The fact electronic sports, or esports, have a real shot of making it into the 2020 Tokyo Olympics is a good indicator of the rising popularity and prestige of the competitive video gaming community.
That community will soon have a home in Iowa City as the area gets its first esports cafe, a type of business ubiquitous in other parts of the world, but growing slowly stateside. Esport Iowa City will open later this month at 123 E Washington St (the location previously occupied by The Den). There will a soft opening next week, during which people can try the gaming equipment for free.
The cafe is the first business venture of owner Blake Nie, who graduated from the University of Iowa in 2017. Originally from China, Nie is more than familiar with the gaming market, and is eager to bring a cafe to his new home.
“Esports business[es] are very popular in Asia, especially in China and Korea,” Nie said in an email to Little Village. “In my hometown Ningbo, there are hundreds of internet gaming cafes … Chicago is much larger than Ningbo, but there are only two internet gaming cafes in Chicago.”
“As a person who has been living in Iowa for five years, I think this city needs an internet gaming cafe, and people who love to play electronic sports but don’t have computers at home need a place to practice their skills.”
Nie said his business will be equipped with 50 or more high-end computers with GeForce GTX 1060 graphic cards and 144hz curved monitors — equipment many gamers cannot afford to purchase themselves. He will also have two PlayStation 4 consoles with 25-plus games, as well as two arcade game machines with more than 800 “classic games.” High-speed internet service will fuel the heavy gameplay.
Pricing is based on a “play more, save more” model: $6 for an hour in the cafe, $20 for four hours, $32 for eight hours and $50 for a full day. The cafe will be open from 1 p.m. to 3 a.m.

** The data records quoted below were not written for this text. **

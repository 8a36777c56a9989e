//! Store capability traits.

use crate::error::{StoreError, StoreResult};
use crate::query::{cell, fingerprint, Query, Row, ID_COLUMN};
use crate::types::{TransactionId, TransactionState};
use std::sync::Arc;

/// Operations that run against either a store (autocommit) or an open
/// transaction.
///
/// # Invariants
///
/// - `insert` assigns a fresh, never reused `id` when the row carries none
/// - `save` keeps the stored values of every `preserve` column
/// - `first` reports [`StoreError::NotFound`] when nothing matches
/// - Implementations must be `Send + Sync`
pub trait Executor: Send + Sync {
    /// Returns every row of `table` matching `query`.
    ///
    /// A table that was never written is empty.
    ///
    /// # Errors
    ///
    /// Returns an error if the query cannot be evaluated.
    fn find(&self, table: &str, query: &Query) -> StoreResult<Vec<Row>>;

    /// Counts rows of `table` matching `query`, ignoring pagination.
    ///
    /// # Errors
    ///
    /// Returns an error if the query cannot be evaluated.
    fn count(&self, table: &str, query: &Query) -> StoreResult<u64>;

    /// Inserts a row and returns it as stored, `id` included.
    ///
    /// # Errors
    ///
    /// Returns [`StoreError::DuplicateKey`] if the row names a taken `id`, or
    /// [`StoreError::InvalidRow`] if `id` is not an unsigned integer.
    fn insert(&self, table: &str, row: Row) -> StoreResult<Row>;

    /// Upserts a row by `id`, keeping the stored values of `preserve`.
    ///
    /// A row without an `id` (or with `id` 0) is inserted. Rows tombstoned by
    /// [`delete`](Executor::delete) stay tombstoned.
    ///
    /// # Errors
    ///
    /// Returns [`StoreError::InvalidRow`] if `id` is not an unsigned integer,
    /// or [`StoreError::NotFound`] if the stored row was tombstoned.
    fn save(&self, table: &str, row: Row, preserve: &[&str]) -> StoreResult<Row>;

    /// Merges `tombstone` into every row whose `id` is listed.
    ///
    /// Returns the number of rows touched.
    ///
    /// # Errors
    ///
    /// Returns an error if the underlying write fails.
    fn delete(&self, table: &str, ids: &[u64], tombstone: &Row) -> StoreResult<u64>;

    /// Returns the first matching row.
    ///
    /// # Errors
    ///
    /// Returns [`StoreError::NotFound`] if no row matches.
    fn first(&self, table: &str, query: &Query) -> StoreResult<Row> {
        self.find(table, &query.clone().limit(1))?
            .into_iter()
            .next()
            .ok_or_else(|| StoreError::not_found(table))
    }

    /// Returns the identifiers of matching rows.
    ///
    /// # Errors
    ///
    /// Returns an error if the query cannot be evaluated.
    fn find_ids(&self, table: &str, query: &Query) -> StoreResult<Vec<u64>> {
        Ok(self
            .find(table, query)?
            .iter()
            .filter_map(|row| cell(row, ID_COLUMN).as_u64())
            .collect())
    }

    /// Returns `(id, key)` for every matching row, where the key is the
    /// [`fingerprint`] of `columns` joined by `delimiter` (null renders as
    /// empty).
    ///
    /// # Errors
    ///
    /// Returns an error if the query cannot be evaluated.
    fn fingerprints(
        &self,
        table: &str,
        columns: &[String],
        delimiter: &str,
        query: &Query,
    ) -> StoreResult<Vec<(u64, String)>> {
        Ok(self
            .find(table, query)?
            .iter()
            .filter_map(|row| {
                let id = cell(row, ID_COLUMN).as_u64()?;
                let key = fingerprint(columns.iter().map(|c| cell(row, unqualified(c))), delimiter);
                Some((id, key))
            })
            .collect())
    }
}

/// A store that can open transactions.
pub trait Store: Executor {
    /// Opens a transaction.
    ///
    /// Blocks while another writer holds the store.
    ///
    /// # Errors
    ///
    /// Returns [`StoreError::LockTimeout`] if the store is configured with a
    /// lock timeout and it elapses.
    fn begin(&self) -> StoreResult<Arc<dyn Transaction>>;

    /// Returns this store as an autocommit executor.
    fn as_executor(&self) -> &dyn Executor;
}

/// An open storage transaction.
///
/// Dropping an active transaction rolls it back.
pub trait Transaction: Executor {
    /// Returns the transaction identifier.
    fn id(&self) -> TransactionId;

    /// Returns the transaction state.
    fn state(&self) -> TransactionState;

    /// Returns true while the transaction accepts operations.
    fn is_active(&self) -> bool {
        self.state() == TransactionState::Active
    }

    /// Publishes every write made in this transaction.
    ///
    /// # Errors
    ///
    /// Returns [`StoreError::TransactionClosed`] if already finished.
    fn commit(&self) -> StoreResult<()>;

    /// Discards every write made in this transaction.
    ///
    /// # Errors
    ///
    /// Returns [`StoreError::TransactionClosed`] if already finished.
    fn rollback(&self) -> StoreResult<()>;

    /// Returns this transaction as an executor.
    fn as_executor(&self) -> &dyn Executor;
}

fn unqualified(column: &str) -> &str {
    column.rsplit_once('.').map_or(column, |(_, name)| name)
}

Esport Iowa City will not only give gamers an alternative to purchasing equipment, Nie said, but will also be a much more social experience than home gaming.
“The difference is people can share their happiness, share their victory with friends,” he said. “Play[ing] alone is not a good experience for me. I wanna show my skills to my friends. Also, for some games like PUBG [PlayerUnknown’s Battlegrounds], people really need teamwork. Playing together in the same place [is] good for communication.”
Games such as League of Legends, Overwatch, Call of Duty, Counter-Strike: Global Offensive, NBA and FIFA games and Super Smash Bros. Melee are popular in both global egaming tournaments and among casual players, such as the UI’s esports club. Nie said he has been in contact with the club, which is always looking for equipment and space in which to gather. Esport Iowa City will also host tournaments.
“The competition spirit of esports is exactly the same as other traditional athletic [contests],” Nie said. “If players want to be professional, they also need [to] train a lot.”
Expanding on the cafe concept, Nie plans to sell American and Chinese snacks and drinks, partnering with local bubble tea shops and restaurants. Guests may “simply click what they want on the computer,” Nie said, and their orders will be delivered to their table.
The first local business owner to cater directly to the gaming market, Nie is taking a gamble with Esport Iowa City. But Nie said he is happy to be a pioneer.
“I don’t expect to earn much money from this,” he said. “I open this shop because of my interests … My goal is to help the esports business in Iowa City. I hope they can find fun in my place.”